Cicadas’ life cycle yields clue for controlling their damage

Contributed photo (By Eric Day, Department of Entomology, Virginia Polytechnic Institute and State University)

By Judy Ferring

‘Singing’ from this year’s emergence of 17-year cicadas may annoy some, but Master Gardener Sherry Easterbrooks contends that they’re “amazing and fascinating creatures” whose tightly choreographed emergence deserves attention. Granted, these insects can do significant damage to certain woody plants, but knowledge of their life cycle gives a powerful advantage to homeowners who have just planted new fruit trees, as well as owners of commercial vineyards and orchards.

On June 10, Easterbrooks and fellow Master Gardener John Morehead will provide details in a 30-minute presentation on WHEO Radio.

The key is that it’s not those noisy males that you have to worry about. They’re singing to attract a mate. In the end, it’s the silent females that cause the problem.

Adult cicadas begin appearing in early May and the males begin their cacophonous concert. Think of as something a storm warning, likely to peak in early June. The real problems begin when the impregnated females lay their eggs. Out of their entire 17-year life cycle, it’s those last two to four weeks that things start to go badly. Even then, there’s little visible destruction underway: adults don’t eat much. Birds often snack on them instead. By July, most are gone.
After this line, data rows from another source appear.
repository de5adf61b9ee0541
// src/config/mod.rs
pub mod consts;
pub mod options;
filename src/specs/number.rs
// src/specs/number.rs
//! Character catalogue number from the strategy wiki.
//!
//! The number sits in the first cell of the table inside the second
//! `div.ie5` block, as e.g. `祖1` or `祖-72`. It is normalized to
//! `祖-001`, with an `R` suffix for reincarnated (`（…）`) names.

use std::sync::LazyLock;

use regex::Regex;
use scraper::{Html, Selector};

use crate::config::consts::NUMBER_DIV_INDEX;
use crate::core::html::{body_rows, cell_text, cells, children_named};
use crate::error::ExtractError;

static INFO_DIV: LazyLock<Selector> =
    LazyLock::new(|| Selector::parse("div.ie5").expect("valid info div selector"));
static NUMBER_RE: LazyLock<Regex> =
    LazyLock::new(|| Regex::new(r"^(.+?)-?(\d+)$").expect("valid number regex"));

pub fn extract(doc: &Html, name: &str) -> Result<String, ExtractError> {
    let div = doc.select(&INFO_DIV).nth(NUMBER_DIV_INDEX).ok_or(ExtractError::NoNumber)?;
    let table = children_named(div, "table").next().ok_or(ExtractError::NoNumber)?;
    let cell = body_rows(table)
        .into_iter()
        .find_map(|row| cells(row).into_iter().next())
        .ok_or(ExtractError::NoNumber)?;
    normalize(&cell_text(cell), name)
}

/// `祖1` → `祖-001`; adds `R` when `name` contains a full-width parenthesis.
pub fn normalize(text: &str, name: &str) -> Result<String, ExtractError> {
    let bad = || ExtractError::BadNumber { text: s!(text) };
    let caps = NUMBER_RE.captures(text.trim()).ok_or_else(bad)?;
    let id: u32 = caps[2].parse().map_err(|_| bad())?;

    let mut number = format!("{}-{:03}", &caps[1], id);
    if name.contains('（') {
        number.push('R');
    }
    Ok(number)
}
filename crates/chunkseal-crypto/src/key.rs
//! 256-bit AEAD key material

use rand::RngCore;
use zeroize::Zeroize;

use chunkseal_core::{ChunkSealError, Result, KEY_SIZE};

/// A 256-bit XChaCha20-Poly1305 key. Zeroized on drop.
#[derive(Clone)]
pub struct SecretKey {
    bytes: [u8; KEY_SIZE],
}

impl SecretKey {
    pub fn from_bytes(bytes: [u8; KEY_SIZE]) -> Self {
        Self { bytes }
    }

    /// Copy a key out of an arbitrary slice, rejecting anything but 32 bytes.
    pub fn from_slice(key: &[u8]) -> Result<Self> {
        let bytes = <[u8; KEY_SIZE]>::try_from(key).map_err(|_| ChunkSealError::InvalidKeySize {
            expected: KEY_SIZE,
            actual: key.len(),
        })?;
        Ok(Self::from_bytes(bytes))
    }

    /// Generate a random key from the thread-local CSPRNG.
    pub fn generate() -> Self {
        let mut bytes = [0u8; KEY_SIZE];
        rand::thread_rng().fill_bytes(&mut bytes);
        Self::from_bytes(bytes)
    }

    pub fn as_bytes(&self) -> &[u8; KEY_SIZE] {
        &self.bytes
    }
}

impl Drop for SecretKey {
    fn drop(&mut self) {
        self.bytes.zeroize();
    }
}

impl std::fmt::Debug for SecretKey {
    fn fmt(&self, f: &mut std::fmt::Formatter<'_>) -> std::fmt::Result {
        f.debug_struct("SecretKey")
            .field("bytes", &"[REDACTED]")
            .finish()
    }
}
Easterbrooks and Morehead will outline how to spot the emerging danger during their discussion.

Owners of vineyards and orchards, plus homeowners who planted new trees this spring, can mitigate the damage by preventing the female cicadas from reaching the tender new shoots of vines and young trees.

The experts at Virginia Cooperative Extension (VCE) recommend enveloping the trees in fine netting to prevent them from landing in the first place, and scouting the trees every 2-3 weeks for signs of egg-laying. Shoots and twigs showing such signs should be cut away, bagged and discarded.

Other creatures’ life cycles limit growers’ alternatives. Insecticides will give limited control, but often kill pollinating insects, warn the VCE experts.  Application of Sevin or a pyrethroid insecticide often cause an increase in spider mite populations.

Growers will have another month or so to diminish the 2037 onslaught by preventing Patrick County’s nymph cicadas from burrowing back into the ground. At that point, some may well look to the west.  According to VCE maps, there’s a smaller emergence expected in Carroll County in 2021.